Kinder Torah - Parshat Tazria
For parents to share with
children at the Shabbos Table
"If a person will have on the skin of his flesh s'eis (a swelling), sapachas (a scab), or baheres (a bright spot)" (Vayikra 13:2). These are types of tzoras, a terrible skin disease that existed in the times of our forefathers. There are many opinions as to the causes of tzoras. The Keli Yakar zt"l offers his explanation. Tzoras comes from the word metzorah. Metzorah is a contraction of motzi ra (brings out the bad). If we have sinned in private, the effects of that sin remain hidden inside of us. The disease brings the bad effects of that sin to the surface of our bodies for all to see. The Keli Yakar continues by enumerating some of the sins that can cause tzoras.
"S'eis" is a swelling of the skin to above normal height. This is a result of a swelling of the ego. Pride and haughtiness are sinful character traits. When a person contracted s'eis, it was a sign from Hashem that he needed to humble himself. "Sapachas" was a growth on the skin similar to a scab. The desire to acquire money caused sapachas. Spiritual acquisitions that a person makes (such as wisdom, good character traits, and integrity) become a permanently fixed part of him. Material possessions just surround the person (like a scab) and ultimately do not stay with him. "Baheres", a white patch of skin comes from speaking loshon hora. The speaker embarrasses his friend and "whitens" his face in public. Therefore, his skin turns white.
Do you remember the Megilla that we read on Purim? "Haman told them about the honor of his wealth, and his many sons, and the many ways which the king had promoted him and elevated him above the officers and royal servants" (Esther 5:11). "Haman said in his heart, 'Whom would the king especially want to honor more than me?'" (Esther 6:6).
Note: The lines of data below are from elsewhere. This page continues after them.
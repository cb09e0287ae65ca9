// Only compile UI module when TUI feature is enabled
#[cfg(feature = "tui")]
mod ui;

use anyhow::Result;

use expense_tracker::{logging, AppConfig, VERSION};

fn main() -> Result<()> {
    let config = AppConfig::default();
    logging::init(&config)?;

    tracing::info!(version = VERSION, "Starting expense tracker");
    run_ui_mode(config)?;
    tracing::info!("Expense tracker closed");

    Ok(())
}

#[cfg(feature = "tui")]
fn run_ui_mode(config: AppConfig) -> Result<()> {
    // The store lives for the whole session and is owned by the UI
    let mut app = ui::App::new(expense_tracker::RecordStore::new(), config);
    ui::run_ui(&mut app)
}

#[cfg(not(feature = "tui"))]
fn run_ui_mode(_config: AppConfig) -> Result<()> {
    eprintln!("❌ TUI mode not available!");
    eprintln!("   Rebuild with: cargo build --features tui");
    std::process::exit(1);
}
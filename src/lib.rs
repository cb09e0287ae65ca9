// Expense Tracker - Core Library
// Record store, flat-file codec and monthly summary; the TUI in main.rs is a thin shell over these.

pub mod codec;
pub mod config;
pub mod form;
pub mod logging;
pub mod store;
pub mod summary;
pub mod transaction;

// Re-export commonly used types
pub use codec::{
    decode, encode, load_file, parse_line, save_file, serialize, LoadOutcome, LoadReport,
    ParseError,
};
pub use config::AppConfig;
pub use form::{AddTransactionForm, FormError, FormField, PeriodField, PeriodPicker};
pub use store::RecordStore;
pub use summary::{aggregate, MonthlySummary};
pub use transaction::{Period, Transaction, TransactionType};

/// Library version
pub const VERSION: &str = env!("CARGO_PKG_VERSION");
pub mod assembler;
pub mod encoder;
pub mod fs_ops;
pub mod hyprcursor;
pub mod loader;
pub mod raster;
pub mod size_set;
pub mod xcursor;

pub use assembler::{Assembled, assemble, build_size_sets};
pub use encoder::{EncodedCursor, EncoderOptions, Format, ThemeEncoder};
use anyhow::{Result, anyhow};
use byteorder::{LittleEndian, ReadBytesExt};
use image::{Rgba, RgbaImage};
use std::io::{Cursor, Read};
use std::path::Path;

use super::writer::{CHUNK_IMAGE, FILE_HEADER_SIZE, IMAGE_HEADER_SIZE, IMAGE_VERSION, MAGIC, VERSION};

#[derive(Debug, Clone)]
pub struct DecodedImage {
    pub size: u32,
    pub xhot: u32,
    pub yhot: u32,
    pub delay: u32,
    /// Straight alpha.
    pub pixels: RgbaImage,
}

#[derive(Debug)]
pub struct XcursorFile {
    pub images: Vec<DecodedImage>,
}

impl XcursorFile {
    pub fn from_file(path: &Path) -> Result<Self> {
        let data = std::fs::read(path)?;
        Self::from_bytes(&data)
    }

    pub fn from_bytes(data: &[u8]) -> Result<Self> {
        let mut cursor = Cursor::new(data);

        let mut magic = [0u8; 4];
        cursor.read_exact(&mut magic)?;
        if magic != MAGIC {
            return Err(anyhow!("Invalid Xcursor magic bytes"));
        }

        let header_size = cursor.read_u32::<LittleEndian>()?;
        if header_size != FILE_HEADER_SIZE {
            return Err(anyhow!("Invalid Xcursor header size: {}", header_size));
        }

        let version = cursor.read_u32::<LittleEndian>()?;
        if version != VERSION {
            return Err(anyhow!("Unsupported Xcursor version: 0x{:08x}", version));
        }

        let ntoc = cursor.read_u32::<LittleEndian>()?;
        let mut toc = Vec::new();
        for _ in 0..ntoc {
            let chunk_type = cursor.read_u32::<LittleEndian>()?;
            let subtype = cursor.read_u32::<LittleEndian>()?;
            let position = cursor.read_u32::<LittleEndian>()?;
            if chunk_type == CHUNK_IMAGE {
                toc.push((subtype, position));
            }
        }

        let mut images = Vec::with_capacity(toc.len());
        for (size, position) in toc {
            cursor.set_position(position as u64);

            let chunk_header = cursor.read_u32::<LittleEndian>()?;
            let chunk_type = cursor.read_u32::<LittleEndian>()?;
            let subtype = cursor.read_u32::<LittleEndian>()?;
            if chunk_type != CHUNK_IMAGE || subtype != size {
                return Err(anyhow!("TOC entry at {} does not match its chunk", position));
            }
            if chunk_header != IMAGE_HEADER_SIZE {
                return Err(anyhow!("Invalid chunk header size: {}", chunk_header));
            }

            let version = cursor.read_u32::<LittleEndian>()?;
            if version != IMAGE_VERSION {
                return Err(anyhow!("Unsupported image version: {}", version));
            }

            let width = cursor.read_u32::<LittleEndian>()?;
            let height = cursor.read_u32::<LittleEndian>()?;
            let xhot = cursor.read_u32::<LittleEndian>()?;
            let yhot = cursor.read_u32::<LittleEndian>()?;
            let delay = cursor.read_u32::<LittleEndian>()?;

            let needed = width as u64 * height as u64 * 4;
            let remaining = (data.len() as u64).saturating_sub(cursor.position());
            if needed > remaining {
                return Err(anyhow!("Truncated image data at {}", position));
            }

            let mut pixels = RgbaImage::new(width, height);
            for pixel in pixels.pixels_mut() {
                let mut bgra = [0u8; 4];
                cursor.read_exact(&mut bgra)?;
                let [b, g, r, a] = bgra;
                *pixel = Rgba([
                    unpremultiply(r, a),
                    unpremultiply(g, a),
                    unpremultiply(b, a),
                    a,
                ]);
            }

            images.push(DecodedImage {
                size,
                xhot,
                yhot,
                delay,
                pixels,
            });
        }

        if images.is_empty() {
            return Err(anyhow!("No valid cursor images found"));
        }

        Ok(XcursorFile { images })
    }

    pub fn sizes(&self) -> Vec<u32> {
        let mut sizes: Vec<u32> = self.images.iter().map(|img| img.size).collect();
        sizes.sort_unstable();
        sizes.dedup();
        sizes
    }
}

fn unpremultiply(c: u8, a: u8) -> u8 {
    if a == 0 {
        return 0;
    }
    ((c as u32 * 255 + a as u32 / 2) / a as u32).min(255) as u8
}

#[cfg(test)]
mod tests {
    use super::*;
    use crate::pipeline::xcursor::writer::{ImageChunk, to_x11};

    #[test]
    fn test_magic_validation() {
        assert!(XcursorFile::from_bytes(b"INVALID").is_err());
        assert!(XcursorFile::from_bytes(b"Xcur").is_err());
    }

    #[test]
    fn test_parse_handwritten_file() {
        let mut data = Vec::new();
        data.extend_from_slice(b"Xcur");
        data.extend_from_slice(&16u32.to_le_bytes());
        data.extend_from_slice(&0x0001_0000u32.to_le_bytes());
        data.extend_from_slice(&1u32.to_le_bytes());

        data.extend_from_slice(&0xfffd0002u32.to_le_bytes());
        data.extend_from_slice(&32u32.to_le_bytes());
        data.extend_from_slice(&28u32.to_le_bytes());

        data.extend_from_slice(&36u32.to_le_bytes());
        data.extend_from_slice(&0xfffd0002u32.to_le_bytes());
        data.extend_from_slice(&32u32.to_le_bytes());
        data.extend_from_slice(&1u32.to_le_bytes());
        data.extend_from_slice(&2u32.to_le_bytes());
        data.extend_from_slice(&2u32.to_le_bytes());
        data.extend_from_slice(&1u32.to_le_bytes());
        data.extend_from_slice(&1u32.to_le_bytes());
        data.extend_from_slice(&0u32.to_le_bytes());
        for _ in 0..4 {
            data.extend_from_slice(&[64, 128, 255, 255]);
        }

        let file = XcursorFile::from_bytes(&data).unwrap();
        assert_eq!(file.images.len(), 1);
        let img = &file.images[0];
        assert_eq!(img.pixels.dimensions(), (2, 2));
        assert_eq!((img.xhot, img.yhot), (1, 1));
        assert_eq!(img.pixels.get_pixel(0, 0), &Rgba([255, 128, 64, 255]));
    }

    #[test]
    fn test_truncated_file_fails() {
        let img = RgbaImage::new(4, 4);
        let data = to_x11(&[ImageChunk {
            nominal: 4,
            hotspot: (0, 0),
            delay: 0,
            image: &img,
        }])
        .unwrap();
        assert!(XcursorFile::from_bytes(&data[..data.len() - 1]).is_err());
    }

    #[test]
    fn test_round_trip_alpha() {
        let mut img = RgbaImage::new(1, 1);
        img.put_pixel(0, 0, Rgba([200, 100, 50, 255]));
        let data = to_x11(&[ImageChunk {
            nominal: 1,
            hotspot: (0, 0),
            delay: 0,
            image: &img,
        }])
        .unwrap();

        let file = XcursorFile::from_bytes(&data).unwrap();
        assert_eq!(file.images[0].pixels.get_pixel(0, 0), &Rgba([200, 100, 50, 255]));
    }
}
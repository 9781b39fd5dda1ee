use serde::Deserialize;

use super::cursor::CursorDefinition;

/// Literal text substitution applied to SVG sources before rendering.
#[derive(Clone, Debug, PartialEq, Eq, Deserialize)]
pub struct ColorMap {
    #[serde(rename = "match")]
    pub from: String,
    #[serde(rename = "replace")]
    pub to: String,
}

#[derive(Clone, Debug)]
pub struct Theme {
    pub name: String,
    pub comment: String,
    pub inherits: Option<String>,
    pub version: String,
    pub colors: Vec<ColorMap>,
    pub cursors: Vec<CursorDefinition>,
}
Haman is an excellent example of pride and haughtiness. "I want this." "I need money to go buy that." "I have no money for tsedaka (charity) because I spent it all on candy." If you find yourself saying things like this, it is a sign of a desire for money. "He's fat." "She cheated." "Her charm is all a fake act to win friends." These are all loshon hora. All of these sins brought tzoras to the person. What was the cure?
"He shall be brought to Aharon HaKohen or to one of his sons the Kohanim" (Vayikra 13:2). The Keli Yakar zt"l elaborates that a cure from this disease could only be achieved with the help of a Kohen. One who is from the seed of Aharon HaKohen has the three good qualities, which are the opposite of those that brought on the tzoras. The sin of loshon hora is at the root of fighting and divisiveness between people. Therefore, the metzora must come to the Kohen, who has mastered peace in his own life, and is an expert at helping others make peace. Similarly, Aharon HaKohen can heal the sin of haughtiness. He is especially humble, as the verse quotes Moshe and Aharon saying, "What are we?" (Shemos 16:8). They did not see any reason to praise themselves. Lastly, the Kohanim did not suffer from the sin of greed for money. They had no portion of land in the Land of Israel and therefore no conventional means of earning a livelihood. Their income was totally derived from their service to Hashem in the Beis HaMikdash. Therefore, they learned to be satisfied with what Hashem gave them.
The Kohanim teach us how to correct those sins which cause tzoras. Try to make friends with humble people and learn from their ways. Stay away from those who brag about themselves and their accomplishments. Do not speak loshon hora under any circumstances. Be happy with what you have. Do not look at what other people have. If you need something, Hashem will give it to you. He gives you exactly what you need. What could be better?
As we mentioned earlier, tzoras was a spiritual disease, therefore the remedy was a spiritual one. Among other things, the metzorah (one afflicted with tzoras) had to undergo a lonely period of isolation outside of the community for one or two weeks. The Gemora (Erechin 16b) explains the reason for this isolation. This metzorah, by speaking loshon hora, caused separation between man and wife, or between friends. Therefore, his punishment was to be separated from people. One reason was to prevent him from further hurting anyone with words. A second reason is illustrated by a story in the sefer, "613 Stories on the 613 Mitzvos," by M. Frankel. In the year 1848, there was an epidemic of cholera in Vilna. Many people were stricken and died. The Jews of the area began to introspect to determine what sins of theirs were causing the terrible plague. One man felt that he had the answer, and so he came to the home of Rav Yisrael Salanter. Rav Yisrael sat and patiently listened to this man's description of the bad deeds of his fellow Jews. The Rav's wise reply to the man was as follows. "Since you consider yourself such an expert in finding faults, you should leave the community and go into isolation. Then you will have time to think and contemplate your own faults."
Isolation is a terrible punishment. Can you imagine not having even one person to speak to? No smiles, no hello or goodbye. No one to play with or to tell secrets to. As the Sefer HaChinuch says, (Mitzvah 169) the metzorah must be alone in order to contemplate his mistakes. In our days, we have neither tzoras nor isolation, but we should still take the time to consider the seriousness of loshon hora and the damage that it causes.